Problem details: Word for word, retype the records below.

··· Listed records ···

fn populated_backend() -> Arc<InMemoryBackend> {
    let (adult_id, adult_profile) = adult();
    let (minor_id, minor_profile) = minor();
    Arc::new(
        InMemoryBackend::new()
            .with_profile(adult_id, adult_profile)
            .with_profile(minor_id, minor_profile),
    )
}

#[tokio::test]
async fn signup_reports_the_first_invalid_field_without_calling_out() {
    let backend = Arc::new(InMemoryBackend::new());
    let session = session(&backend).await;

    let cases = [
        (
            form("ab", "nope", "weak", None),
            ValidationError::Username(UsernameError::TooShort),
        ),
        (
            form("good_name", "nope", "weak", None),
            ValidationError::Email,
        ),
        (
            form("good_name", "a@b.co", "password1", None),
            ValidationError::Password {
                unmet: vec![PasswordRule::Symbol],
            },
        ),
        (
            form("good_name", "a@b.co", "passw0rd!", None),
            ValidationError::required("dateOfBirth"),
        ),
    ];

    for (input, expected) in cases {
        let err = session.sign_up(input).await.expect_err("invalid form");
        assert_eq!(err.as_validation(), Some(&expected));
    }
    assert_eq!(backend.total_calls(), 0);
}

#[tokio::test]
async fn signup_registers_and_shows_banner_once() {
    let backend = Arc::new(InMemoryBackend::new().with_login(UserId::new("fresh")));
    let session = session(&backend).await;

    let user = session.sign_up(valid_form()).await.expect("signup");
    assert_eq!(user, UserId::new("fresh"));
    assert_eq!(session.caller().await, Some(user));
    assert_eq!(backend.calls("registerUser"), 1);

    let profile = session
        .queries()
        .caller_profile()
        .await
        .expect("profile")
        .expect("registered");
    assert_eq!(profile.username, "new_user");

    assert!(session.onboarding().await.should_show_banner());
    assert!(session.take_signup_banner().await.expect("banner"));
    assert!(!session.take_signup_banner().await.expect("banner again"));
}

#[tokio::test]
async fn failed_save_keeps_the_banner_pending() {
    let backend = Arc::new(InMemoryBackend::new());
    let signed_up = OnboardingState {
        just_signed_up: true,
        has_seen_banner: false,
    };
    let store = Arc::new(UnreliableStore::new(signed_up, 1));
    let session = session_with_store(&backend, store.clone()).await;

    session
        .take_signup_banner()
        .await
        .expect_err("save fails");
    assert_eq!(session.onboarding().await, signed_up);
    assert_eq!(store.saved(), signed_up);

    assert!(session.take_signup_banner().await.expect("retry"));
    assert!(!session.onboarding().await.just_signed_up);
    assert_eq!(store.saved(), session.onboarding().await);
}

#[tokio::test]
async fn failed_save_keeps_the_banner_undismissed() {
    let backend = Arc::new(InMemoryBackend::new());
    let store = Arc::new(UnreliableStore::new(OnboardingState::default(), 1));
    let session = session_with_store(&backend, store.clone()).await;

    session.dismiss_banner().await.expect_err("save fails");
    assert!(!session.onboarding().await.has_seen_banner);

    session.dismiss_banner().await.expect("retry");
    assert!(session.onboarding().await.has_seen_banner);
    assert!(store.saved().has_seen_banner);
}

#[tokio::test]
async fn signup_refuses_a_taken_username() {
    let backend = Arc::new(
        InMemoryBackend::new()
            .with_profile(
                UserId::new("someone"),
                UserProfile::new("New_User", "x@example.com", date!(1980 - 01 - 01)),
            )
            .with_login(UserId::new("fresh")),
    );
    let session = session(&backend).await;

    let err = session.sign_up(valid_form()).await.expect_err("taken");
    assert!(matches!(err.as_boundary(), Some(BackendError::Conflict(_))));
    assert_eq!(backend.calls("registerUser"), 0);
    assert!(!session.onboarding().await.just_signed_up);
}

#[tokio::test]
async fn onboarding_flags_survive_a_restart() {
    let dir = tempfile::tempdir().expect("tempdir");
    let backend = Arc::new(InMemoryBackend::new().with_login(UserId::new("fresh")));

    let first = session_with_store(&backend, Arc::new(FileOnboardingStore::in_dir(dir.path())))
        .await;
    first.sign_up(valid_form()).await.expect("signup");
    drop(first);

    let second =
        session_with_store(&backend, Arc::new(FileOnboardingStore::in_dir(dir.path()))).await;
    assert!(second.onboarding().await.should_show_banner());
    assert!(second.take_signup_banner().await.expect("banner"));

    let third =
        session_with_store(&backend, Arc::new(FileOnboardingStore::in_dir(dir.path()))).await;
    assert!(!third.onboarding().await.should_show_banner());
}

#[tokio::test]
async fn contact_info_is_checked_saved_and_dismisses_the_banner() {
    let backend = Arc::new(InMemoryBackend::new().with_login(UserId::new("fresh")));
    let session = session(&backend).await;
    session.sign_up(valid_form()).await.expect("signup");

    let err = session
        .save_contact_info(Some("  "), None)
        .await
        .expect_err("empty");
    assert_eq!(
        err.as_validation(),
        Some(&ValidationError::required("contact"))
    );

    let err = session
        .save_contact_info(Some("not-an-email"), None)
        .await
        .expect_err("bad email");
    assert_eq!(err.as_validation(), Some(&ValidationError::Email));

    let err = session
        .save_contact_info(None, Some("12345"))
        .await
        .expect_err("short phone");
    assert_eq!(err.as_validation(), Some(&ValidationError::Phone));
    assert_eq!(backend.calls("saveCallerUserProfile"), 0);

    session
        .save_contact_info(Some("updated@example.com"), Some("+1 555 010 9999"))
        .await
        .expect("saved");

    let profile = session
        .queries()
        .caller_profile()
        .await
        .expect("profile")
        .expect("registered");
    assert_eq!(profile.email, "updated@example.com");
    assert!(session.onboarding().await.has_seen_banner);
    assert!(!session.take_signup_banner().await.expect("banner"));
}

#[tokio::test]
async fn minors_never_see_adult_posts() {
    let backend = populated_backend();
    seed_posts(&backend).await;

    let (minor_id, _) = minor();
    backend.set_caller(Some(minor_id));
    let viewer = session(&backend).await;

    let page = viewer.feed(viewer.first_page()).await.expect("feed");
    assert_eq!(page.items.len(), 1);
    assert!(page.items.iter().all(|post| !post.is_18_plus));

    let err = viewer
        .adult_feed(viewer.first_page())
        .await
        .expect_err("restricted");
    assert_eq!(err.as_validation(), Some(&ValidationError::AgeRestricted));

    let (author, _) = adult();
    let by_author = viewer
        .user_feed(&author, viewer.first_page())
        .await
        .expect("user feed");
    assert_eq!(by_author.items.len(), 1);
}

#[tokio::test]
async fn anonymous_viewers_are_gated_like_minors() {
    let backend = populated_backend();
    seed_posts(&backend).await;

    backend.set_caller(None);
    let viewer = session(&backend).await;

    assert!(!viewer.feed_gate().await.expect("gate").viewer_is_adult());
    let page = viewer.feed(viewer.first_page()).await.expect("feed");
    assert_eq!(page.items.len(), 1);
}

···

Finished exercise:
fn populated_backend() -> Arc<InMemoryBackend> {
    let (adult_id, adult_profile) = adult();
    let (minor_id, minor_profile) = minor();
    Arc::new(
        InMemoryBackend::new()
            .with_profile(adult_id, adult_profile)
            .with_profile(minor_id, minor_profile),
    )
}

#[tokio::test]
async fn signup_reports_the_first_invalid_field_without_calling_out() {
    let backend = Arc::new(InMemoryBackend::new());
    let session = session(&backend).await;

    let cases = [
        (
            form("ab", "nope", "weak", None),
            ValidationError::Username(UsernameError::TooShort),
        ),
        (
            form("good_name", "nope", "weak", None),
            ValidationError::Email,
        ),
        (
            form("good_name", "a@b.co", "password1", None),
            ValidationError::Password {
                unmet: vec![PasswordRule::Symbol],
            },
        ),
        (
            form("good_name", "a@b.co", "passw0rd!", None),
            ValidationError::required("dateOfBirth"),
        ),
    ];

    for (input, expected) in cases {
        let err = session.sign_up(input).await.expect_err("invalid form");
        assert_eq!(err.as_validation(), Some(&expected));
    }
    assert_eq!(backend.total_calls(), 0);
}

#[tokio::test]
async fn signup_registers_and_shows_banner_once() {
    let backend = Arc::new(InMemoryBackend::new().with_login(UserId::new("fresh")));
    let session = session(&backend).await;

    let user = session.sign_up(valid_form()).await.expect("signup");
    assert_eq!(user, UserId::new("fresh"));
    assert_eq!(session.caller().await, Some(user));
    assert_eq!(backend.calls("registerUser"), 1);

    let profile = session
        .queries()
        .caller_profile()
        .await
        .expect("profile")
        .expect("registered");
    assert_eq!(profile.username, "new_user");

    assert!(session.onboarding().await.should_show_banner());
    assert!(session.take_signup_banner().await.expect("banner"));
    assert!(!session.take_signup_banner().await.expect("banner again"));
}

#[tokio::test]
async fn failed_save_keeps_the_banner_pending() {
    let backend = Arc::new(InMemoryBackend::new());
    let signed_up = OnboardingState {
        just_signed_up: true,
        has_seen_banner: false,
    };
    let store = Arc::new(UnreliableStore::new(signed_up, 1));
    let session = session_with_store(&backend, store.clone()).await;

    session
        .take_signup_banner()
        .await
        .expect_err("save fails");
    assert_eq!(session.onboarding().await, signed_up);
    assert_eq!(store.saved(), signed_up);

    assert!(session.take_signup_banner().await.expect("retry"));
    assert!(!session.onboarding().await.just_signed_up);
    assert_eq!(store.saved(), session.onboarding().await);
}

#[tokio::test]
async fn failed_save_keeps_the_banner_undismissed() {
    let backend = Arc::new(InMemoryBackend::new());
    let store = Arc::new(UnreliableStore::new(OnboardingState::default(), 1));
    let session = session_with_store(&backend, store.clone()).await;

    session.dismiss_banner().await.expect_err("save fails");
    assert!(!session.onboarding().await.has_seen_banner);

    session.dismiss_banner().await.expect("retry");
    assert!(session.onboarding().await.has_seen_banner);
    assert!(store.saved().has_seen_banner);
}

#[tokio::test]
async fn signup_refuses_a_taken_username() {
    let backend = Arc::new(
        InMemoryBackend::new()
            .with_profile(
                UserId::new("someone"),
                UserProfile::new("New_User", "x@example.com", date!(1980 - 01 - 01)),
            )
            .with_login(UserId::new("fresh")),
    );
    let session = session(&backend).await;

    let err = session.sign_up(valid_form()).await.expect_err("taken");
    assert!(matches!(err.as_boundary(), Some(BackendError::Conflict(_))));
    assert_eq!(backend.calls("registerUser"), 0);
    assert!(!session.onboarding().await.just_signed_up);
}

#[tokio::test]
async fn onboarding_flags_survive_a_restart() {
    let dir = tempfile::tempdir().expect("tempdir");
    let backend = Arc::new(InMemoryBackend::new().with_login(UserId::new("fresh")));

    let first = session_with_store(&backend, Arc::new(FileOnboardingStore::in_dir(dir.path())))
        .await;
    first.sign_up(valid_form()).await.expect("signup");
    drop(first);

    let second =
        session_with_store(&backend, Arc::new(FileOnboardingStore::in_dir(dir.path()))).await;
    assert!(second.onboarding().await.should_show_banner());
    assert!(second.take_signup_banner().await.expect("banner"));

    let third =
        session_with_store(&backend, Arc::new(FileOnboardingStore::in_dir(dir.path()))).await;
    assert!(!third.onboarding().await.should_show_banner());
}

#[tokio::test]
async fn contact_info_is_checked_saved_and_dismisses_the_banner() {
    let backend = Arc::new(InMemoryBackend::new().with_login(UserId::new("fresh")));
    let session = session(&backend).await;
    session.sign_up(valid_form()).await.expect("signup");

    let err = session
        .save_contact_info(Some("  "), None)
        .await
        .expect_err("empty");
    assert_eq!(
        err.as_validation(),
        Some(&ValidationError::required("contact"))
    );

    let err = session
        .save_contact_info(Some("not-an-email"), None)
        .await
        .expect_err("bad email");
    assert_eq!(err.as_validation(), Some(&ValidationError::Email));

    let err = session
        .save_contact_info(None, Some("12345"))
        .await
        .expect_err("short phone");
    assert_eq!(err.as_validation(), Some(&ValidationError::Phone));
    assert_eq!(backend.calls("saveCallerUserProfile"), 0);

    session
        .save_contact_info(Some("updated@example.com"), Some("+1 555 010 9999"))
        .await
        .expect("saved");

    let profile = session
        .queries()
        .caller_profile()
        .await
        .expect("profile")
        .expect("registered");
    assert_eq!(profile.email, "updated@example.com");
    assert!(session.onboarding().await.has_seen_banner);
    assert!(!session.take_signup_banner().await.expect("banner"));
}

#[tokio::test]
async fn minors_never_see_adult_posts() {
    let backend = populated_backend();
    seed_posts(&backend).await;

    let (minor_id, _) = minor();
    backend.set_caller(Some(minor_id));
    let viewer = session(&backend).await;

    let page = viewer.feed(viewer.first_page()).await.expect("feed");
    assert_eq!(page.items.len(), 1);
    assert!(page.items.iter().all(|post| !post.is_18_plus));

    let err = viewer
        .adult_feed(viewer.first_page())
        .await
        .expect_err("restricted");
    assert_eq!(err.as_validation(), Some(&ValidationError::AgeRestricted));

    let (author, _) = adult();
    let by_author = viewer
        .user_feed(&author, viewer.first_page())
        .await
        .expect("user feed");
    assert_eq!(by_author.items.len(), 1);
}

#[tokio::test]
async fn anonymous_viewers_are_gated_like_minors() {
    let backend = populated_backend();
    seed_posts(&backend).await;

    backend.set_caller(None);
    let viewer = session(&backend).await;

    assert!(!viewer.feed_gate().await.expect("gate").viewer_is_adult());
    let page = viewer.feed(viewer.first_page()).await.expect("feed");
    assert_eq!(page.items.len(), 1);
}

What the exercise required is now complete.